● Work item
Exactly the lines below from the one with "one vector path." up to and including the one with "it; callers clip" make up the answer, with nothing else added.

● Data supplied
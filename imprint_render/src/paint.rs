// Copyright 2026 the Imprint Authors
// SPDX-License-Identifier: Apache-2.0 OR MIT

//! Lowering of document paints into `vello_cpu` brushes and, for patterns,
//! tiled vector geometry.

use imprint_schema::{GradientKind, GradientSpec, Paint, PatternMotif, PatternSpec};
use peniko::{ColorStop, Gradient, GradientKind as PenikoGradientKind};
use peniko::{LinearGradientPosition, RadialGradientPosition};
use vello_cpu::RenderContext;
use vello_cpu::kurbo::{Affine, BezPath, Circle, Rect, Shape as _};

const PATH_TOLERANCE: f64 = 0.1;

/// Set the context paint for a solid or gradient paint, sized against the
/// local rectangle the paint covers.
///
/// Returns `false` for [`Paint::Pattern`], which has no brush form; callers
/// tile it via [`pattern_path`] instead. Gradients with a paint-space
/// transform set the context's paint transform; callers reset it afterwards
/// with [`clear_paint_transform`].
pub(crate) fn set_paint(ctx: &mut RenderContext, paint: &Paint, local: Rect) -> bool {
    match paint {
        Paint::Solid { color } => {
            ctx.set_paint(color.to_peniko());
            true
        }
        Paint::Gradient(spec) => {
            ctx.set_paint(gradient_brush(spec, local));
            if let Some(coeffs) = spec.transform {
                ctx.set_paint_transform(Affine::new(coeffs));
            }
            true
        }
        Paint::Pattern(_) => false,
    }
}

/// Reset any paint transform a gradient may have installed.
pub(crate) fn clear_paint_transform(ctx: &mut RenderContext) {
    ctx.set_paint_transform(Affine::IDENTITY);
}

/// Build a peniko gradient sized against the local rectangle.
///
/// Linear gradients run along the rectangle diagonal; radial gradients spread
/// from the center out to the half-diagonal, so the whole rectangle is
/// covered before the spread mode takes over.
pub(crate) fn gradient_brush(spec: &GradientSpec, local: Rect) -> Gradient {
    let stops: Vec<ColorStop> = spec
        .stops
        .iter()
        .map(|s| ColorStop::from((s.offset, s.color.to_peniko())))
        .collect();
    let kind = match spec.kind {
        GradientKind::Linear => PenikoGradientKind::Linear(LinearGradientPosition::new(
            (local.x0, local.y0),
            (local.x1, local.y1),
        )),
        GradientKind::Radial => {
            let center = local.center();
            #[expect(
                clippy::cast_possible_truncation,
                reason = "gradient radius precision is well within f32"
            )]
            let radius = (local.width().hypot(local.height()) * 0.5) as f32;
            PenikoGradientKind::Radial(RadialGradientPosition::new_two_point(
                (center.x, center.y),
                0.0,
                (center.x, center.y),
                radius.max(f32::EPSILON),
            ))
        }
    };
    Gradient {
        kind,
        extend: spec.spread.to_peniko(),
        stops: stops.as_slice().into(),
        ..Gradient::default()
    }
}

/// Tile a pattern motif across the local rectangle as one vector path.
///
/// The tiling is rotated about the rectangle center and extended past the
/// rectangle far enough that the rotated tiling still covers it; callers clip
/// to the shape being painted, so overdraw is invisible.
pub(crate) fn pattern_path(spec: &PatternSpec, local: Rect) -> BezPath {
    let spacing = f64::from(spec.spacing * spec.scale.max(f32::EPSILON)).max(1e-3);
    let center = local.center();
    // Cover the rotated rect: half-diagonal reach from the center.
    let reach = local.width().hypot(local.height()) * 0.5 + spacing;
    let steps = (2.0 * reach / spacing).ceil() as i64 + 1;

    let mut path = BezPath::new();
    let stripes = |thickness: f64, path: &mut BezPath| {
        for i in 0..steps {
            let x = center.x - reach + i as f64 * spacing;
            let bar = Rect::new(
                x - thickness * 0.5,
                center.y - reach,
                x + thickness * 0.5,
                center.y + reach,
            );
            path.extend(bar.to_path(PATH_TOLERANCE));
        }
    };

    match spec.motif {
        PatternMotif::Dots => {
            let radius = spacing * 0.18;
            for i in 0..steps {
                for j in 0..steps {
                    let cx = center.x - reach + i as f64 * spacing;
                    let cy = center.y - reach + j as f64 * spacing;
                    path.extend(Circle::new((cx, cy), radius).to_path(PATH_TOLERANCE));
                }
            }
        }
        PatternMotif::Stripes => stripes(spacing * 0.3, &mut path),
        PatternMotif::Grid => {
            stripes(spacing * 0.08, &mut path);
            let mut cross = BezPath::new();
            stripes(spacing * 0.08, &mut cross);
            cross.apply_affine(Affine::rotate_about(
                std::f64::consts::FRAC_PI_2,
                center,
            ));
            path.extend(cross);
        }
        PatternMotif::Crosshatch => {
            let mut a = BezPath::new();
            stripes(spacing * 0.12, &mut a);
            let mut b = a.clone();
            a.apply_affine(Affine::rotate_about(std::f64::consts::FRAC_PI_4, center));
            b.apply_affine(Affine::rotate_about(-std::f64::consts::FRAC_PI_4, center));
            path.extend(a);
            path.extend(b);
        }
    }

    if spec.rotation != 0.0 {
        path.apply_affine(Affine::rotate_about(
            f64::from(spec.rotation).to_radians(),
            center,
        ));
    }
    path
}

/// The fill color of a pattern: the ink color with the pattern opacity
/// multiplied in.
pub(crate) fn pattern_color(spec: &PatternSpec) -> peniko::Color {
    spec.color
        .with_alpha(spec.color.a * spec.opacity.clamp(0.0, 1.0))
        .to_peniko()
}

● Result below
/// Tile a pattern motif across the local rectangle as one vector path.
///
/// The tiling is rotated about the rectangle center and extended past the
/// rectangle far enough that the rotated tiling still covers it; callers clip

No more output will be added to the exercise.